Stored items

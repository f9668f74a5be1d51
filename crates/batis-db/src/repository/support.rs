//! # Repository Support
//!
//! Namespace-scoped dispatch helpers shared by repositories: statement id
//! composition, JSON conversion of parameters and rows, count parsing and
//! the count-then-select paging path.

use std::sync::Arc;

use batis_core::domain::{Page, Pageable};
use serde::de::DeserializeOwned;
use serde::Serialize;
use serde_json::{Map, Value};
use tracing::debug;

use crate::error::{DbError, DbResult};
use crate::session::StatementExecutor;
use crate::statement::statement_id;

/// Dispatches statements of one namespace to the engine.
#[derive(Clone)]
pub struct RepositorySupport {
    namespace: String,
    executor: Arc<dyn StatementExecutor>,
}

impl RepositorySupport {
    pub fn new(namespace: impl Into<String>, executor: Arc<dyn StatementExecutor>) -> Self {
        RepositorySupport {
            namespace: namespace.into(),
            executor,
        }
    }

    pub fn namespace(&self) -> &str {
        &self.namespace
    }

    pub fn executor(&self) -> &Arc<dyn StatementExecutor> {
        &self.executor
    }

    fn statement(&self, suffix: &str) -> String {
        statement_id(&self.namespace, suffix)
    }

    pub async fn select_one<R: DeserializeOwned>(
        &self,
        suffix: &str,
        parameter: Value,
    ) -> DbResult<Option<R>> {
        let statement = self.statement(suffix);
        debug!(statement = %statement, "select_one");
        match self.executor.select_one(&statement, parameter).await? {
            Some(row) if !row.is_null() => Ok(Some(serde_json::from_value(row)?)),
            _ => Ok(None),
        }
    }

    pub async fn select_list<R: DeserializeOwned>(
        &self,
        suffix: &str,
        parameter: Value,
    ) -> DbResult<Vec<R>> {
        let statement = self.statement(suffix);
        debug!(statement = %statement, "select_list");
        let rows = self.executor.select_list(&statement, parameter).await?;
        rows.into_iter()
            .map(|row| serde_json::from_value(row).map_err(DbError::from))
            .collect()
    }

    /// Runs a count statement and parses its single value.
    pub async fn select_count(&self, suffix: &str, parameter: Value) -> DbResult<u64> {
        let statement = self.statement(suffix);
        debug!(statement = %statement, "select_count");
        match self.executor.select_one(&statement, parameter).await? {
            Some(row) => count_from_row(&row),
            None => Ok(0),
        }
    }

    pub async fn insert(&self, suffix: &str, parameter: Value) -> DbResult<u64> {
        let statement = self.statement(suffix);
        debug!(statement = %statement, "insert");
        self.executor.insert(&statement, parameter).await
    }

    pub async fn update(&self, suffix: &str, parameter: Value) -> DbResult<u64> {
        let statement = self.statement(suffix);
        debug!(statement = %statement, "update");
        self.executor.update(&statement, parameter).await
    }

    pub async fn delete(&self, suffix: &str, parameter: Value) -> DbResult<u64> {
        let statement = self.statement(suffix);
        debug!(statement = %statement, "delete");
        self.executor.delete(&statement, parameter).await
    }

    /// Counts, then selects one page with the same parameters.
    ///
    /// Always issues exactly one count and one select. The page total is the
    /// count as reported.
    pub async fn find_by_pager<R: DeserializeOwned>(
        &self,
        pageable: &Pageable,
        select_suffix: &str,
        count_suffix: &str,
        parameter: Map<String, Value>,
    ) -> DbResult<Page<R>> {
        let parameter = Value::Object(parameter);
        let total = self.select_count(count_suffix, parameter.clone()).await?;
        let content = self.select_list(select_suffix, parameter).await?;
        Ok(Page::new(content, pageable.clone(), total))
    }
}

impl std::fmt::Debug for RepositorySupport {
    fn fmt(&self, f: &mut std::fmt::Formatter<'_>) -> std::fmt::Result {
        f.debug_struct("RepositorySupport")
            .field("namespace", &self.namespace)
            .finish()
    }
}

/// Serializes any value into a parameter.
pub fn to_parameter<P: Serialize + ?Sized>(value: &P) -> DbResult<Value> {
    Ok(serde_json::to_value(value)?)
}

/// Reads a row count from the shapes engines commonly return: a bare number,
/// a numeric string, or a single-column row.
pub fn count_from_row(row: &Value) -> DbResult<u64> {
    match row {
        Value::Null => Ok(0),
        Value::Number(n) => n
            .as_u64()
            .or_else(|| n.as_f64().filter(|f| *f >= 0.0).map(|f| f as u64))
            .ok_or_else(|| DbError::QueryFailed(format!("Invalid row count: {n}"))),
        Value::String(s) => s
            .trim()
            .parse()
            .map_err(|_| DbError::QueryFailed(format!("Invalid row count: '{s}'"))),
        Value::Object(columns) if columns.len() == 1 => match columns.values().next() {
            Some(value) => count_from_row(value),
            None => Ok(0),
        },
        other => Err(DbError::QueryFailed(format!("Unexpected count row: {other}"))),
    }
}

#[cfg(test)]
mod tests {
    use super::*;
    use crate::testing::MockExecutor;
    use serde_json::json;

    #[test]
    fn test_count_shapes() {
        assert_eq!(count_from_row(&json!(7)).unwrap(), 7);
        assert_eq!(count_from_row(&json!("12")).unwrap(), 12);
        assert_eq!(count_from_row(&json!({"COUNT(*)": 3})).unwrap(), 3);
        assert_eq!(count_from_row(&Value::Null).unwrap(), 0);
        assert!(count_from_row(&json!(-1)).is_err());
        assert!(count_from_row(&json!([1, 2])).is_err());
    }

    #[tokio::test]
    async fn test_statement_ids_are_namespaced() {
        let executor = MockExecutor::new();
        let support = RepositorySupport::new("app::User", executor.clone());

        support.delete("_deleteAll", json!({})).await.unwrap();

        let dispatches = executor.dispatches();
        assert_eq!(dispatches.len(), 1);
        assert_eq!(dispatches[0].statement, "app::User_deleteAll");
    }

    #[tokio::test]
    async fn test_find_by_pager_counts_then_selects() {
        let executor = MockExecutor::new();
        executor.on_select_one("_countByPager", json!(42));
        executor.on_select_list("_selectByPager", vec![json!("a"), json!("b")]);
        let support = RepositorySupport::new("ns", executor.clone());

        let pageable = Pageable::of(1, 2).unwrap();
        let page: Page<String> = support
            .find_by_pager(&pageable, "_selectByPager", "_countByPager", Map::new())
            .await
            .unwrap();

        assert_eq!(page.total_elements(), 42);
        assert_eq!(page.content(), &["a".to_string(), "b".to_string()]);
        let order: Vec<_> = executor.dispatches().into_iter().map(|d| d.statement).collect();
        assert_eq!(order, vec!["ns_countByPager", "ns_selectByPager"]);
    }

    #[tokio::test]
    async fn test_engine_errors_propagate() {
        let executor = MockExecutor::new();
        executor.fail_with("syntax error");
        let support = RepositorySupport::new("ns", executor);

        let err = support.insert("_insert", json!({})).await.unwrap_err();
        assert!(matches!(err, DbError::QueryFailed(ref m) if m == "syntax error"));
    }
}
==
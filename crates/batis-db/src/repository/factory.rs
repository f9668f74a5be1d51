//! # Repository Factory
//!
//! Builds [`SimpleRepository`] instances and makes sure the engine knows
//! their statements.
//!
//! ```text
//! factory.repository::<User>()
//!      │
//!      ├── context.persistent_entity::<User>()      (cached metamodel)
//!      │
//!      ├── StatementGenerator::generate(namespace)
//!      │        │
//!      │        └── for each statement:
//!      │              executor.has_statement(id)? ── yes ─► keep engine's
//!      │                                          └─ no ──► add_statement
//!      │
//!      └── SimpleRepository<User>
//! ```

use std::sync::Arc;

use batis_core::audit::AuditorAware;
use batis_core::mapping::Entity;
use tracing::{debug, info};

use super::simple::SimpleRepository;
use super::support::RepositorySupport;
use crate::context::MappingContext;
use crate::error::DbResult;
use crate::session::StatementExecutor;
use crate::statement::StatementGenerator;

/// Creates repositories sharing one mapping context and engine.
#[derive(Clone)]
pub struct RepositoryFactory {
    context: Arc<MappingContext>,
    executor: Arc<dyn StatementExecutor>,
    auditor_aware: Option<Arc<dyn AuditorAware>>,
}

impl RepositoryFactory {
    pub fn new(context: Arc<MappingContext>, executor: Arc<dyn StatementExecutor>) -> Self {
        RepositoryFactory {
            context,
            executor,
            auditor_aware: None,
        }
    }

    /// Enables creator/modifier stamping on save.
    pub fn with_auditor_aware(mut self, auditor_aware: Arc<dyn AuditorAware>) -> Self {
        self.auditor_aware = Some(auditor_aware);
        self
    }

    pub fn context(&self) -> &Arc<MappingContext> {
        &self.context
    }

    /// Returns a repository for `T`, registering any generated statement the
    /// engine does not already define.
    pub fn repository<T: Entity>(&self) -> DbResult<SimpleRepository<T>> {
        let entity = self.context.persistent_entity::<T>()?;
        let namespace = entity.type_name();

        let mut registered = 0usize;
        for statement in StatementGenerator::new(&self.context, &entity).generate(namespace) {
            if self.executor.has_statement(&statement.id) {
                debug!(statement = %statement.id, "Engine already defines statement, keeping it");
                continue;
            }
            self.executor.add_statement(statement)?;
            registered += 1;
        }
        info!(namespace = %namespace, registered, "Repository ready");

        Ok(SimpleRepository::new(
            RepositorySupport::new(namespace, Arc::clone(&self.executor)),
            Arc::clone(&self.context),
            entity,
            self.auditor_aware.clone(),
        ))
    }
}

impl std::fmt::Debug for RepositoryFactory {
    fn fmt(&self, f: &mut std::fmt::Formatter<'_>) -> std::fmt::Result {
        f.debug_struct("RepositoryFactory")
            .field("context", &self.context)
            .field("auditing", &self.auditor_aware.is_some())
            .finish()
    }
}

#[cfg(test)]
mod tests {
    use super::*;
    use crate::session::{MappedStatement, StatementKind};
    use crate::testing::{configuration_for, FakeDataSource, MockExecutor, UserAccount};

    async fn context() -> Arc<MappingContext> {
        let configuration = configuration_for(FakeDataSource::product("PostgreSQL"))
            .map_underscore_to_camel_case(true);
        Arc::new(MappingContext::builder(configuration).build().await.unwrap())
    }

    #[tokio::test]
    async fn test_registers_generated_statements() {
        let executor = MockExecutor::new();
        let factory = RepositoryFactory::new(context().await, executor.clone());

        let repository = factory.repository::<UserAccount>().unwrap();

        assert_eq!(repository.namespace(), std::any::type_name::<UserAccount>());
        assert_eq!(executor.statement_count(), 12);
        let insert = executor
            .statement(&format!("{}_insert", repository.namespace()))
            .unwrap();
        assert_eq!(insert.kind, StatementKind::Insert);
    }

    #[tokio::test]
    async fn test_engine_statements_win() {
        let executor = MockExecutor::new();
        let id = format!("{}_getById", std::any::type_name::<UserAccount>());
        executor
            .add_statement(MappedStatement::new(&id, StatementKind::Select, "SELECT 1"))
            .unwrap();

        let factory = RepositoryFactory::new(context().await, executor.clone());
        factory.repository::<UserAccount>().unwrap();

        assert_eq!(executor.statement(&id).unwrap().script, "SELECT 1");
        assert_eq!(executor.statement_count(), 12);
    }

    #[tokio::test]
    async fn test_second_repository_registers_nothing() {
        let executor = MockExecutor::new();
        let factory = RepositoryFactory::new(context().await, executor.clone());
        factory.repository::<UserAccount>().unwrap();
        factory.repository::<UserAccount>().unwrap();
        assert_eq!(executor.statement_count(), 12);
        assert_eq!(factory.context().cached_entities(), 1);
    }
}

| Exercise |
The expected output is each line of the records above that includes the word "Invalid".

| Task answer |
            .ok_or_else(|| DbError::QueryFailed(format!("Invalid row count: {n}"))),
            .map_err(|_| DbError::QueryFailed(format!("Invalid row count: '{s}'"))),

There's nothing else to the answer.